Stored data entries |

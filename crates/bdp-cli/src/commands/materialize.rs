//! Materialize command implementation

use anyhow::{Context, Result};
use bdp_core::Selection;
use bdp_run::{AssetRunResult, RunStatus};

use crate::cli::{GlobalArgs, MaterializeArgs, OutputFormat};
use crate::commands::common;
use crate::transforms;

/// Execute the materialize command
pub fn execute(args: &MaterializeArgs, global: &GlobalArgs) -> Result<()> {
    let selection = Selection::from_args(&args.assets, args.all)?;
    let project = common::load_project(global)?;
    let db = common::open_database(global, &project)?;
    let registry = transforms::registry();
    let text = args.output == OutputFormat::Text;

    let outcome = bdp_run::materialize(&project, &db, &selection, &registry, |result| {
        if text {
            println!("{}", format_result(result));
        }
    })
    .context("Failed to plan materialization")?;

    let results = &outcome.results;
    if text {
        println!(
            "\nCompleted: {} succeeded, {} failed ({:.2}s)",
            results.success_count, results.failure_count, results.elapsed_secs
        );
    } else {
        let json =
            serde_json::to_string_pretty(results).context("Failed to serialize run results")?;
        println!("{}", json);
    }

    match outcome.failure {
        Some(err) => Err(err).context("Materialization stopped"),
        None => Ok(()),
    }
}

/// One progress line, e.g. `✓ raw.a [query] (0.01s)`
fn format_result(result: &AssetRunResult) -> String {
    let mark = match result.status {
        RunStatus::Success => "✓",
        RunStatus::Error => "✗",
    };
    format!(
        "{} {} [{}] ({:.2}s)",
        mark, result.asset, result.kind, result.duration_secs
    )
}

#[cfg(test)]
mod tests {
    use super::*;
    use bdp_core::AssetKind;

    #[test]
    fn test_format_result() {
        let result = AssetRunResult {
            asset: "raw.a".to_string(),
            kind: AssetKind::Query,
            status: RunStatus::Success,
            duration_secs: 0.0123,
            error: None,
        };
        assert_eq!(format_result(&result), "✓ raw.a [query] (0.01s)");

        let failed = AssetRunResult {
            status: RunStatus::Error,
            kind: AssetKind::Script,
            error: Some("boom".to_string()),
            ..result
        };
        assert_eq!(format_result(&failed), "✗ raw.a [script] (0.01s)");
    }
}
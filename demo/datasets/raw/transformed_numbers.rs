// dataset.name = transformed_numbers
// dataset.schema = raw
// dataset.description = Sum of the base numbers
// dataset.depends = raw.base_numbers

use bdp_core::{Column, ColumnData, Frame};
use bdp_run::{TransformContext, TransformResult};

pub fn transformed_numbers(ctx: &TransformContext<'_>) -> TransformResult {
    let base = ctx.table("raw.base_numbers")?;
    let total: i64 = match base.column("value") {
        Some(ColumnData::Int(values)) => values.iter().flatten().sum(),
        _ => return Err("raw.base_numbers has no integer column `value`".into()),
    };
    let frame = Frame::new(vec![
        Column::new("total", vec![total]),
        Column::new("row_count", vec![base.height() as i64]),
    ])?;
    Ok(frame)
}
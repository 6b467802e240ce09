//! List command implementation

use anyhow::{Context, Result};
use bdp_core::{AssetKind, Project};
use serde::Serialize;

use crate::cli::{GlobalArgs, ListArgs, OutputFormat};
use crate::commands::common;

/// Asset information for display
#[derive(Debug, Serialize)]
pub(crate) struct AssetListing {
    name: String,
    kind: AssetKind,
    path: String,
    #[serde(skip_serializing_if = "Option::is_none")]
    description: Option<String>,
    depends: Vec<String>,
}

/// Execute the list command
pub fn execute(args: &ListArgs, global: &GlobalArgs) -> Result<()> {
    let project = common::load_project(global)?;
    let listings = collect_listings(&project);

    match args.output {
        OutputFormat::Text => print!("{}", render_text(&listings)),
        OutputFormat::Json => {
            let json =
                serde_json::to_string_pretty(&listings).context("Failed to serialize assets")?;
            println!("{}", json);
        }
    }
    Ok(())
}

/// Listings sorted by qualified name
pub(crate) fn collect_listings(project: &Project) -> Vec<AssetListing> {
    project
        .assets
        .values()
        .map(|asset| AssetListing {
            name: asset.name.to_string(),
            kind: asset.kind,
            path: common::display_path(project, asset),
            description: asset.description.clone(),
            depends: asset.depends.iter().map(ToString::to_string).collect(),
        })
        .collect()
}

/// Text listing with dependencies drawn as a tree
pub(crate) fn render_text(listings: &[AssetListing]) -> String {
    if listings.is_empty() {
        return "No assets found.\n".to_string();
    }

    let mut out = String::new();
    for listing in listings {
        out.push_str(&format!(
            "- {} [{}] ({})\n",
            listing.name, listing.kind, listing.path
        ));
        if let Some(description) = &listing.description {
            out.push_str(&format!("  description: {}\n", description));
        }
        for (i, dep) in listing.depends.iter().enumerate() {
            let connector = if i + 1 == listing.depends.len() {
                "└─"
            } else {
                "├─"
            };
            out.push_str(&format!("  {} {}\n", connector, dep));
        }
    }
    out
}

#[cfg(test)]
#[path = "list_test.rs"]
mod tests;
//! stderr logging for library diagnostics.
//!
//! Warnings are always shown. With `--verbose`, debug and info records from
//! the bdp crates are shown too, prefixed `[verbose]`.

use env_logger::{Builder, Target};
use log::{Level, LevelFilter};
use std::io::Write;

/// Log targets of the workspace crates
const BDP_TARGETS: &[&str] = &["bdp", "bdp_core", "bdp_db", "bdp_run"];

fn prefix(level: Level) -> &'static str {
    match level {
        Level::Error => "[error]",
        Level::Warn => "[warn]",
        _ => "[verbose]",
    }
}

/// Logger configuration for the given verbosity
fn builder(verbose: bool) -> Builder {
    let mut builder = Builder::new();
    builder
        .target(Target::Stderr)
        .filter_level(LevelFilter::Warn)
        .format(|buf, record| writeln!(buf, "{} {}", prefix(record.level()), record.args()));
    if verbose {
        for target in BDP_TARGETS {
            builder.filter_module(target, LevelFilter::Debug);
        }
    }
    builder
}

/// Install the logger. Later calls are ignored.
pub(crate) fn init(verbose: bool) {
    let _ = builder(verbose).try_init();
}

Assignment | Gather each line of the records holding the string "GlobalArgs".

Problem solution |
use crate::cli::{GlobalArgs, MaterializeArgs, OutputFormat};
pub fn execute(args: &MaterializeArgs, global: &GlobalArgs) -> Result<()> {
use crate::cli::{GlobalArgs, ListArgs, OutputFormat};
pub fn execute(args: &ListArgs, global: &GlobalArgs) -> Result<()> {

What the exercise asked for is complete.